All of these dogs came to trials from about 10-12 weeks of age onward so they were all very familiar with the environment from a very early age.  All of these puppies were well socialized before 8 - 10 weeks of age.  All of these puppies were viewed as performance prospects by their respective breeders. 

If anyone out there has ideas on how to evaluate how a puppy will handle stress at trials as an adult please let me know.  I continue to ponder this question as I plan to breed Sinco and wonder how those puppies will turn out.

Thursday, September 10, 2009

What's the rush?

It has been a month since my last entry - time just flies by. A lot has happened in the last month. Now I have some down time as I transition into the winter season and wind up the outdoor training season. I've had more time to spend training Spring who is now 16 months old. It is interesting that I was just thinking that it has been good for Spring to have been laid up quite a bit during his adolesence because it actually gave me more time to work on his flatwork skills. He has probably had more training on turns, stays, following my hands and sends to targets than any of my other dogs. He just started low teeter training and low dogwalk/aframe training and he still have barriers on his weave poles. However because of all of the flatwork he has done he is now doing serpentines, 270s, wraps, 180s and straight lines with ease and speed. Adding the jumps to the flatwork was such an easy transition for him because he knew what to do between obstacles.
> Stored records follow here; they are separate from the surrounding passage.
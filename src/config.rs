//! Per-device test configuration.
//!
//! The configuration is a TOML document with one table per device type, keyed
//! `"vendor:model"`. Lookups never fail: absent or malformed keys resolve to
//! `None` and the caller picks the default.

use crate::traits::DeviceIdentity;
use serde::Deserialize;
use std::collections::BTreeMap;
use std::path::{Path, PathBuf};
use thiserror::Error;
use tracing::debug;

/// Configuration bundled with the binary.
pub const DEFAULT_CONFIGURATION: &str = include_str!("../data/default.toml");

/// Errors loading a configuration file.
#[derive(Debug, Error)]
pub enum ConfigError {
    /// The file could not be read.
    #[error("Failed to read {path}: {source}")]
    FileRead {
        /// Path of the file.
        path: PathBuf,
        /// Underlying I/O error.
        #[source]
        source: std::io::Error,
    },
    /// The file is not valid TOML of the expected shape.
    #[error("Failed to parse {path}: {message}")]
    Parse {
        /// Path of the file, or `<bundled>`.
        path: PathBuf,
        /// Parser message.
        message: String,
    },
}

#[derive(Debug, Default, Deserialize)]
struct DeviceSection {
    #[serde(default)]
    comments: BTreeMap<String, String>,
    #[serde(flatten)]
    settings: toml::Table,
}

/// Test settings for every known device type.
#[derive(Debug, Default)]
pub struct TestConfig {
    devices: BTreeMap<String, DeviceSection>,
}

impl TestConfig {
    /// Load the bundled configuration.
    pub fn bundled() -> Result<Self, ConfigError> {
        Self::parse(DEFAULT_CONFIGURATION, Path::new("<bundled>"))
    }

    /// Load a configuration file.
    pub fn from_file(path: &Path) -> Result<Self, ConfigError> {
        let contents = std::fs::read_to_string(path).map_err(|source| ConfigError::FileRead {
            path: path.to_path_buf(),
            source,
        })?;
        Self::parse(&contents, path)
    }

    /// Parse a configuration document; `origin` only labels errors.
    pub fn parse(contents: &str, origin: &Path) -> Result<Self, ConfigError> {
        let devices: BTreeMap<String, DeviceSection> =
            toml::from_str(contents).map_err(|e: toml::de::Error| ConfigError::Parse {
                path: origin.to_path_buf(),
                message: e.to_string(),
            })?;
        debug!(n_devices = devices.len(), origin = %origin.display(), "Configuration loaded");
        Ok(Self { devices })
    }

    /// Settings of one device type.
    pub fn device(&self, identity: &DeviceIdentity) -> DeviceSettings<'_> {
        let key = identity.vendor_model();
        DeviceSettings {
            section: self.devices.get(&key),
            key,
        }
    }

    /// Device types the configuration knows about.
    pub fn device_keys(&self) -> impl Iterator<Item = &str> {
        self.devices.keys().map(String::as_str)
    }
}

/// Typed view over the settings of one device type.
#[derive(Debug, Clone)]
pub struct DeviceSettings<'a> {
    key: String,
    section: Option<&'a DeviceSection>,
}

impl<'a> DeviceSettings<'a> {
    /// Settings with no keys at all.
    pub fn empty(key: &str) -> Self {
        Self {
            key: key.to_owned(),
            section: None,
        }
    }

    /// `vendor:model` key of the device type.
    pub fn key(&self) -> &str {
        &self.key
    }

    fn value(&self, name: &str) -> Option<&'a toml::Value> {
        let value = self.section?.settings.get(name);
        if value.is_none() {
            debug!(device = %self.key, key = name, "Configuration key not set");
        }
        value
    }

    /// Floating-point value; integers are accepted.
    #[allow(clippy::cast_precision_loss)]
    pub fn double(&self, name: &str) -> Option<f64> {
        match self.value(name)? {
            toml::Value::Float(value) => Some(*value),
            toml::Value::Integer(value) => Some(*value as f64),
            _ => None,
        }
    }

    /// Integer value.
    pub fn int64(&self, name: &str) -> Option<i64> {
        self.value(name)?.as_integer()
    }

    /// Boolean value.
    pub fn boolean(&self, name: &str) -> Option<bool> {
        self.value(name)?.as_bool()
    }

    /// String value.
    pub fn string(&self, name: &str) -> Option<&'a str> {
        self.value(name)?.as_str()
    }

    /// List of strings, from a TOML array or a space-separated string.
    pub fn string_list(&self, name: &str) -> Option<Vec<String>> {
        match self.value(name)? {
            toml::Value::String(value) => {
                Some(value.split_whitespace().map(str::to_owned).collect())
            }
            toml::Value::Array(items) => items
                .iter()
                .map(|item| item.as_str().map(str::to_owned))
                .collect(),
            _ => None,
        }
    }

    /// List of integers, from a TOML array or a space-separated string.
    pub fn integer_list(&self, name: &str) -> Option<Vec<i64>> {
        match self.value(name)? {
            toml::Value::String(value) => value
                .split_whitespace()
                .map(|item| item.parse().ok())
                .collect(),
            toml::Value::Array(items) => items.iter().map(toml::Value::as_integer).collect(),
            _ => None,
        }
    }

    /// Free-form comment attached to a test.
    pub fn comment(&self, test: &str) -> Option<&'a str> {
        self.section?.comments.get(test).map(String::as_str)
    }
}

#[cfg(test)]
mod tests {
    use super::*;
    use std::io::Write as _;

    const SAMPLE: &str = r#"
["Acme:Cam"]
FrameRateA = 20
FrameRateB = 2.5
UseSystemTimestamp = true
SensorSize = [640, 480]
Multipart = "Intensity Range"
ChunkList = ["Width", "Gain"]
Chunks = false
BadList = [1, "two"]

["Acme:Cam".comments]
Chunks = "Firmware drops chunk data"
"#;

    fn identity(vendor: &str, model: &str) -> DeviceIdentity {
        DeviceIdentity {
            id: "0".to_owned(),
            vendor: vendor.to_owned(),
            model: model.to_owned(),
        }
    }

    fn sample() -> TestConfig {
        TestConfig::parse(SAMPLE, Path::new("sample")).expect("sample should parse")
    }

    #[test]
    fn test_typed_lookups() {
        let config = sample();
        let settings = config.device(&identity("Acme", "Cam"));

        assert_eq!(settings.double("FrameRateA"), Some(20.0));
        assert_eq!(settings.double("FrameRateB"), Some(2.5));
        assert_eq!(settings.boolean("UseSystemTimestamp"), Some(true));
        assert_eq!(settings.boolean("Chunks"), Some(false));
        assert_eq!(settings.integer_list("SensorSize"), Some(vec![640, 480]));
        assert_eq!(
            settings.string_list("Multipart"),
            Some(vec!["Intensity".to_owned(), "Range".to_owned()])
        );
        assert_eq!(
            settings.string_list("ChunkList"),
            Some(vec!["Width".to_owned(), "Gain".to_owned()])
        );
        assert_eq!(settings.comment("Chunks"), Some("Firmware drops chunk data"));
    }

    #[test]
    fn test_malformed_and_absent_keys_are_none() {
        let config = sample();
        let settings = config.device(&identity("Acme", "Cam"));

        assert_eq!(settings.boolean("FrameRateA"), None);
        assert_eq!(settings.int64("FrameRateB"), None);
        assert_eq!(settings.string_list("BadList"), None);
        assert_eq!(settings.double("Missing"), None);
        assert_eq!(settings.comment("Multipart"), None);
    }

    #[test]
    fn test_unknown_device_has_no_settings() {
        let config = sample();
        let settings = config.device(&identity("Other", "Cam"));
        assert_eq!(settings.key(), "Other:Cam");
        assert_eq!(settings.double("FrameRateA"), None);
    }

    #[test]
    fn test_bundled_configuration_parses() {
        let config = TestConfig::bundled().expect("bundled configuration should parse");
        assert!(config.device_keys().any(|key| key == "PiCam:Simulated"));
    }

    #[test]
    fn test_from_file() {
        let mut file = tempfile::NamedTempFile::new().expect("temp file should be created");
        file.write_all(SAMPLE.as_bytes()).expect("write should succeed");

        let config = TestConfig::from_file(file.path()).expect("file should load");
        assert_eq!(config.device_keys().count(), 1);
    }

    #[test]
    fn test_missing_file_is_error() {
        let dir = tempfile::tempdir().expect("temp dir should be created");
        let err = TestConfig::from_file(&dir.path().join("absent.toml"))
            .expect_err("missing file should fail");
        assert!(matches!(err, ConfigError::FileRead { .. }));
    }

    #[test]
    fn test_invalid_toml_is_error() {
        let err = TestConfig::parse("[unterminated", Path::new("bad"))
            .expect_err("invalid document should fail");
        assert!(matches!(err, ConfigError::Parse { .. }));
    }
}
Stacy Peardot-Goudy talks about this in her most recent blog entry as well. It is hard to go slowly with the young dogs and spend time on these foundation skills but it so makes everything else easier. I also agree with Stacy, if you do that and you don't teach them the full obstacles then there is no danger of trialing a dog too early. I learned this with Sinco who had trouble with the teeter so she didn't do standard courses until last fall when she was about 27 months old. It also helps to wait for the obstacle training until they are older - they learn it so much better then. If we try to train 6-12 month old puppies about doing full obstacles we almost always end up having to retrain it later. Their minds and bodies are not really equipped for that kind of training and precision. Time is much better spent on training attention, stays, turns, following hands and speed cues. These are the kinds of things that puppies learn well and when taught first will stick with them for life. They are also much easier for us to train and we are less likely to "screw it up." It also gives me a lot of time to get to know the puppy and to then to make decisions about how I want to proceed with the contact and weave training. Knowing the drive, personality, physical abilities and mental stamina of your dog is important before you embark on training obstacles that require both speed and accuracy as well as balance and coordination.
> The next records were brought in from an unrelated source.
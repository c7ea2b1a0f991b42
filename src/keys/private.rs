use std::fmt;
use std::sync::Arc;

use rand::{CryptoRng, RngCore};
use zeroize::Zeroizing;

use super::{PublicKey, SEED_HASH_LENGTH, SEED_LENGTH, clamp};
use crate::error::Error;
use crate::math::ct::ConstantTimeEq;
use crate::math::field::{Fe25519, FieldElement};
use crate::params::ParameterSpec;

/// An Ed25519 private key in expanded form.
///
/// Keeps the seed (when known), the clamped seed hash `H(seed)` and the
/// secret scalar `a`, all wiped on drop, alongside the derived public key.
#[derive(Clone)]
pub struct PrivateKey<F: FieldElement = Fe25519> {
    seed: Option<Zeroizing<[u8; SEED_LENGTH]>>,
    hash: Zeroizing<[u8; SEED_HASH_LENGTH]>,
    scalar: Zeroizing<[u8; 32]>,
    public: PublicKey<F>,
}

impl<F: FieldElement> PrivateKey<F> {
    /// Expands a `b / 8`-byte seed.
    pub fn from_seed(seed: &[u8], params: Arc<ParameterSpec<F>>) -> Result<Self, Error> {
        let expected = params.encoded_length();
        let invalid = || Error::InvalidSeedLength {
            expected,
            actual: seed.len(),
        };
        if seed.len() != expected {
            return Err(invalid());
        }
        let seed = Zeroizing::new(<[u8; SEED_LENGTH]>::try_from(seed).map_err(|_| invalid())?);

        let mut digest = params.hash_algorithm().digest();
        digest.update(&seed[..]);
        let hash = Zeroizing::new(digest.finalize_reset().into_vec());

        Self::expand(Some(seed), &hash, params)
    }

    /// Builds a key directly from a `b / 4`-byte seed hash.
    ///
    /// The resulting key has no seed.
    pub fn from_hash(hash: &[u8], params: Arc<ParameterSpec<F>>) -> Result<Self, Error> {
        let expected = params.signature_length();
        if hash.len() != expected {
            return Err(Error::InvalidHashLength {
                expected,
                actual: hash.len(),
            });
        }

        Self::expand(None, hash, params)
    }

    /// Draws a fresh seed from `rng`.
    pub fn generate<R>(rng: &mut R, params: Arc<ParameterSpec<F>>) -> Result<Self, Error>
    where
        R: RngCore + CryptoRng,
    {
        let mut seed = Zeroizing::new([0u8; SEED_LENGTH]);
        rng.fill_bytes(&mut seed[..]);
        Self::from_seed(&seed[..], params)
    }

    fn expand(
        seed: Option<Zeroizing<[u8; SEED_LENGTH]>>,
        hash: &[u8],
        params: Arc<ParameterSpec<F>>,
    ) -> Result<Self, Error> {
        let mut expanded = Zeroizing::new([0u8; SEED_HASH_LENGTH]);
        if hash.len() != SEED_HASH_LENGTH {
            return Err(Error::InvalidHashLength {
                expected: SEED_HASH_LENGTH,
                actual: hash.len(),
            });
        }
        expanded.copy_from_slice(hash);

        let mut scalar = Zeroizing::new([0u8; 32]);
        scalar.copy_from_slice(&expanded[..32]);
        clamp(&mut scalar);
        expanded[..32].copy_from_slice(&scalar[..]);

        let point = params.base_point().scalar_multiply(&scalar);
        let public = PublicKey::from_point(point, params)?;

        Ok(Self {
            seed,
            hash: expanded,
            scalar,
            public,
        })
    }

    /// The seed, unless the key was built from its hash.
    pub fn seed(&self) -> Option<&[u8; SEED_LENGTH]> {
        self.seed.as_deref()
    }

    /// `H(seed)` with the low half clamped.
    pub fn hash_of_seed(&self) -> &[u8; SEED_HASH_LENGTH] {
        &self.hash
    }

    /// The secret scalar `a`.
    pub fn scalar(&self) -> &[u8; 32] {
        &self.scalar
    }

    /// The nonce key, the high half of `H(seed)`.
    pub fn prefix(&self) -> &[u8] {
        &self.hash[32..]
    }

    pub fn public_key(&self) -> &PublicKey<F> {
        &self.public
    }

    pub fn params(&self) -> &Arc<ParameterSpec<F>> {
        self.public.params()
    }
}

impl<F: FieldElement> PartialEq for PrivateKey<F> {
    fn eq(&self, other: &Self) -> bool {
        self.hash.ct_eq(&other.hash)
    }
}

impl<F: FieldElement> Eq for PrivateKey<F> {}

impl<F: FieldElement> fmt::Debug for PrivateKey<F> {
    fn fmt(&self, f: &mut fmt::Formatter<'_>) -> fmt::Result {
        f.debug_struct("PrivateKey")
            .field("public", &self.public)
            .finish_non_exhaustive()
    }
}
It is also so important to train your dog to follow YOUR hand cues. If you don't have a training method in place when you start then your dog has to figure things out on the fly. If you are always changing your handling cues because someone told you to try something different then your dog is always a step behind trying to figure out what you are doing. Being consistent from the start with your young dog and your training will pay off in the long run.
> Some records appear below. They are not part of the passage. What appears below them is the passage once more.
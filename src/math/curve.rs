//! Twisted Edwards curve `−x² + y² = 1 + d·x²·y²` over a [`FiniteField`].

use once_cell::sync::OnceCell;

use crate::error::Error;
use crate::math::field::{FieldElement, FiniteField};
use crate::math::group::{GroupElement, Representation};

/// Little-endian `q = 2²⁵⁵ − 19`.
pub const ED25519_Q: [u8; 32] = [
    0xed, 0xff, 0xff, 0xff, 0xff, 0xff, 0xff, 0xff, 0xff, 0xff, 0xff, 0xff, 0xff, 0xff, 0xff, 0xff,
    0xff, 0xff, 0xff, 0xff, 0xff, 0xff, 0xff, 0xff, 0xff, 0xff, 0xff, 0xff, 0xff, 0xff, 0xff, 0x7f,
];

/// Little-endian `d = −121665 / 121666`.
pub const ED25519_D: [u8; 32] = [
    0xa3, 0x78, 0x59, 0x13, 0xca, 0x4d, 0xeb, 0x75, 0xab, 0xd8, 0x41, 0x41, 0x4d, 0x0a, 0x70, 0x00,
    0x98, 0xe8, 0x79, 0x77, 0x79, 0x40, 0xc7, 0x8c, 0x73, 0xfe, 0x6f, 0x2b, 0xee, 0x6c, 0x03, 0x52,
];

/// Little-endian `i = √−1`.
pub const ED25519_I: [u8; 32] = [
    0xb0, 0xa0, 0x0e, 0x4a, 0x27, 0x1b, 0xee, 0xc4, 0x78, 0xe4, 0x2f, 0xad, 0x06, 0x18, 0x43, 0x2f,
    0xa7, 0xd7, 0xfb, 0x3d, 0x99, 0x00, 0x4d, 0x2b, 0x0b, 0xdf, 0xc1, 0x4f, 0x80, 0x24, 0x83, 0x2b,
];

/// Encoded base point: `y = 4/5`, positive `x`.
pub const ED25519_BASE: [u8; 32] = [
    0x58, 0x66, 0x66, 0x66, 0x66, 0x66, 0x66, 0x66, 0x66, 0x66, 0x66, 0x66, 0x66, 0x66, 0x66, 0x66,
    0x66, 0x66, 0x66, 0x66, 0x66, 0x66, 0x66, 0x66, 0x66, 0x66, 0x66, 0x66, 0x66, 0x66, 0x66, 0x66,
];

/// Curve parameters and the per-representation neutral elements.
///
/// Neutral elements are built on first request and then shared; the cell
/// guarantees concurrent first use observes one fully built value.
#[derive(Clone, Debug)]
pub struct Curve<F: FieldElement> {
    field: FiniteField<F>,
    d: F,
    d2: F,
    i: F,
    neutral: [OnceCell<GroupElement<F>>; 5],
}

impl<F: FieldElement> Curve<F> {
    /// Builds a curve from its field and the encodings of `d` and `i`.
    pub fn new(field: FiniteField<F>, d: &[u8], i: &[u8]) -> Result<Self, Error> {
        let d = field.decode(d)?;
        let i = field.decode(i)?;
        let d2 = d.add(&d);

        Ok(Self {
            field,
            d,
            d2,
            i,
            neutral: std::array::from_fn(|_| OnceCell::new()),
        })
    }

    /// The Ed25519 curve over the backend `F`.
    pub fn ed25519() -> Result<Self, Error> {
        let field = FiniteField::new(256, &ED25519_Q)?;
        Self::new(field, &ED25519_D, &ED25519_I)
    }

    #[inline]
    pub fn field(&self) -> &FiniteField<F> {
        &self.field
    }

    #[inline]
    pub fn d(&self) -> &F {
        &self.d
    }

    /// `2·d`, used by the cached and precomputed forms.
    #[inline]
    pub fn d2(&self) -> &F {
        &self.d2
    }

    /// The square root of −1.
    #[inline]
    pub fn i(&self) -> &F {
        &self.i
    }

    /// The neutral element `(0, 1)` in the requested representation.
    pub fn neutral(&self, repr: Representation) -> &GroupElement<F> {
        self.neutral[repr.index()].get_or_init(|| {
            let zero = self.field.zero().clone();
            let one = self.field.one().clone();
            match repr {
                Representation::P2 => GroupElement::p2(zero, one.clone(), one),
                Representation::P3 => GroupElement::p3(zero.clone(), one.clone(), one, zero),
                Representation::P1P1 => GroupElement::p1p1(zero, one.clone(), one.clone(), one),
                Representation::Precomp => GroupElement::precomp(one.clone(), one, zero),
                Representation::Cached => {
                    GroupElement::cached(one.clone(), one.clone(), one, zero)
                }
            }
        })
    }

    /// Decodes and validates a 32-byte point encoding.
    pub fn decode_point(&self, bytes: &[u8]) -> Result<GroupElement<F>, Error> {
        GroupElement::from_bytes(self, bytes)
    }
}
I've started Spring on his contact training, after a lot of thought and reading and watching what others are doing, with a modified version of Sylvia Trkman's contact training method. I made a wide board about 8 feet long and 3 feet wide and laid it flat on the ground. I put a small hoop on the end of the board and then an empty target about 10-15 feet from the end. After a couple of sessions he was running down the board and driving out to the target. Then I raised the board up a few inches on to a table top. He continued to race down the board and out to the target. The target helped him to keep driving ahead regardless of where I am. We did that for awhile and then I moved him to a low dogwalk - about 18" or so off the ground. I backchained it by having him start in the middle of the down plank and go through the hoop to the target which was again about 10 - 12 feet from the end of the board. It didn't take long for him to be able to do the entire low dogwalk. We are staying at this stage for awhile. He is getting faster and faster on it all the time. Running contacts are much harder to train and take more space and more time than a two on/two off if you want it to be a consistent behavior. Feisty is almost 4 years old and I am just now starting to trust her running dogwalk contacts. It has been a lot of hard work. The aframe was much easier for her to do. However Spring is having a harder time with the aframe and I'm having to go even slower with that obstacle. But I have lots of time to work on it. Sinco and Windy were over two years old before they began serious trialing and when they did they were ready. I'd rather go slowly and make sure things are well understood by the dog rather than push him too fast.


Monday, August 10, 2009

Tay Update

Tay and I have had a second trial in a row where the dog I have fun with in training showed up at the trial!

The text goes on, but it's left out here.